Dans un arrêt du 5 février 2020, la Cour de cassation détaille les conditions d’opposabilité au CE (ou CSE) d’un accord collectif sur le budget du comité (Cass. Soc. 5 février 2020 n°18-23.055). La solution peut être transposée au CSE.

Ainsi, l’arrêt énonce que l’accord collectif portant sur les moyens alloués au CE (budget, etc.) est opposable à ce dernier :

  • Même si celui-ci n’est pas partie à l’accord. Ceci confirme que le CE n’a pas à être partie à l’accord collectif relatif à ses moyens ou son fonctionnement ;
  • Si l’accord est plus favorable que la loi, ce qu’il appartient à l’employeur de démontrer. Ainsi, l’accord doit nécessairement respecter le minimum prévu par la loi.

Si ces conditions sont remplies, l’accord collectif sur le budget du CE (ou du CSE) lui est opposable. En d’autres termes, le CE ne peut pas refuser son application. A l’inverse, si les conditions ne sont pas remplies, l’accord collectif est écarté et l’employeur applique le code du travail.

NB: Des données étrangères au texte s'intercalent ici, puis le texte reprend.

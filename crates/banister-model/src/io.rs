//! Tab-separated input and output files.
//!
//! Every input file has a header line followed by whitespace-trimmed,
//! tab-separated rows. Rows are deserialized with serde; malformed rows surface
//! as [`ParseError::Csv`], which carries the offending line. Reports are
//! written through [`tsv_writer`] with reals formatted by [`real`].

use std::{
    fs::File,
    io,
    path::{Path, PathBuf},
};

use serde::de::DeserializeOwned;

use crate::trials::TrialError;

#[derive(Debug, derive_more::Display, derive_more::Error)]
pub enum ParseError {
    #[display("malformed row")]
    Csv(csv::Error),
    #[display("line {line}: unknown design variable '{name}'")]
    UnknownVariable { line: u64, name: String },
    #[display("line {line}: lower bound {lower} of {name} exceeds upper bound {upper}")]
    InvertedBounds {
        line: u64,
        name: String,
        lower: f64,
        upper: f64,
    },
    #[display("line {line}: time {time} is earlier than the previous observation {previous}")]
    TimeDecreasing { line: u64, time: f64, previous: f64 },
    #[display("no observations")]
    NoObservations,
    #[display("line {line}: invalid trial index")]
    Trial { line: u64, source: TrialError },
}

#[derive(Debug, derive_more::Display, derive_more::Error)]
pub enum LoadError {
    #[display("failed to open {}", path.display())]
    Open { path: PathBuf, source: io::Error },
    #[display("failed to parse {}", path.display())]
    Parse { path: PathBuf, source: ParseError },
}

fn tsv_reader<R>(reader: R) -> csv::Reader<R>
where
    R: io::Read,
{
    csv::ReaderBuilder::new()
        .delimiter(b'\t')
        .has_headers(true)
        .flexible(true)
        .trim(csv::Trim::All)
        .from_reader(reader)
}

/// Returns a tab-separated writer over `writer`.
///
/// Every record must have as many fields as the header.
pub fn tsv_writer<W>(writer: W) -> csv::Writer<W>
where
    W: io::Write,
{
    csv::WriterBuilder::new()
        .delimiter(b'\t')
        .has_headers(false)
        .from_writer(writer)
}

/// Formats a report value with six decimals.
///
/// ```
/// assert_eq!(banister_model::io::real(0.08), "0.080000");
/// assert_eq!(banister_model::io::real(f64::NEG_INFINITY), "-inf");
/// ```
#[must_use]
pub fn real(value: f64) -> String {
    format!("{value:.6}")
}

/// Deserializes every row after the header, passing its line number along.
pub(crate) fn read_rows<R, T, F>(reader: R, mut on_row: F) -> Result<(), ParseError>
where
    R: io::Read,
    T: DeserializeOwned,
    F: FnMut(u64, T) -> Result<(), ParseError>,
{
    let mut reader = tsv_reader(reader);
    let mut record = csv::StringRecord::new();
    while reader.read_record(&mut record).map_err(ParseError::Csv)? {
        let line = record.position().map_or(0, csv::Position::line);
        let row = record.deserialize::<T>(None).map_err(ParseError::Csv)?;
        on_row(line, row)?;
    }
    Ok(())
}

pub(crate) fn load_with<T, F>(path: &Path, parse: F) -> Result<T, LoadError>
where
    F: FnOnce(File) -> Result<T, ParseError>,
{
    let file = File::open(path).map_err(|source| LoadError::Open {
        path: path.to_owned(),
        source,
    })?;
    parse(file).map_err(|source| LoadError::Parse {
        path: path.to_owned(),
        source,
    })
}

#[cfg(test)]
mod tests {
    use super::*;

    #[test]
    fn test_read_rows_skips_header_and_trims() {
        let input = "a\tb\n 1\t2.5 \n3\t-4\n";
        let mut rows = vec![];
        read_rows(input.as_bytes(), |line, row: (u32, f64)| {
            rows.push((line, row));
            Ok(())
        })
        .unwrap();
        assert_eq!(rows, vec![(2, (1, 2.5)), (3, (3, -4.0))]);
    }

    #[test]
    fn test_read_rows_reports_short_row() {
        let input = "a\tb\n1\n";
        let err = read_rows(input.as_bytes(), |_, _: (u32, f64)| Ok(())).unwrap_err();
        assert!(matches!(err, ParseError::Csv(_)));
    }

    #[test]
    fn test_tsv_writer_layout() {
        let mut writer = tsv_writer(vec![]);
        writer.write_record(["a", "b"]).unwrap();
        writer
            .write_record([real(1.0), real(f64::INFINITY)])
            .unwrap();
        let out = writer.into_inner().unwrap();
        assert_eq!(String::from_utf8(out).unwrap(), "a\tb\n1.000000\tinf\n");
    }

    #[test]
    fn test_tsv_writer_rejects_ragged_record() {
        let mut writer = tsv_writer(vec![]);
        writer.write_record(["a", "b"]).unwrap();
        assert!(writer.write_record(["1"]).is_err());
    }

    #[test]
    fn test_load_missing_file() {
        let err = load_with(Path::new("/nonexistent/banister.tsv"), |_| Ok(())).unwrap_err();
        assert!(matches!(err, LoadError::Open { .. }));
        assert!(err.to_string().contains("/nonexistent/banister.tsv"));
    }
}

La seule question qui demeure est alors celle de la consultation du CSE sur l’accord

Enfin, l’arrêt traite également du délai de prescription de la demande de rappel de subvention de fonctionnement du comité. Cette demande se prescrit par 5 ans à compter du jour où le CE (ou CSE) a connu ou aurait dû connaître les faits lui permettant de l’exercer. (Et ceci, conformément à l’article 2224 du code civil.) Or, dans cette affaire, les éléments permettant de calculer le budget du comité étaient connus de l’employeur uniquement. Il n’y avait donc pas de prescription. Le comité peut réclamer un rappel du budget de fonctionnement sur les 8 dernières années. (La demande s’élevait donc à 2 003 369 euros.)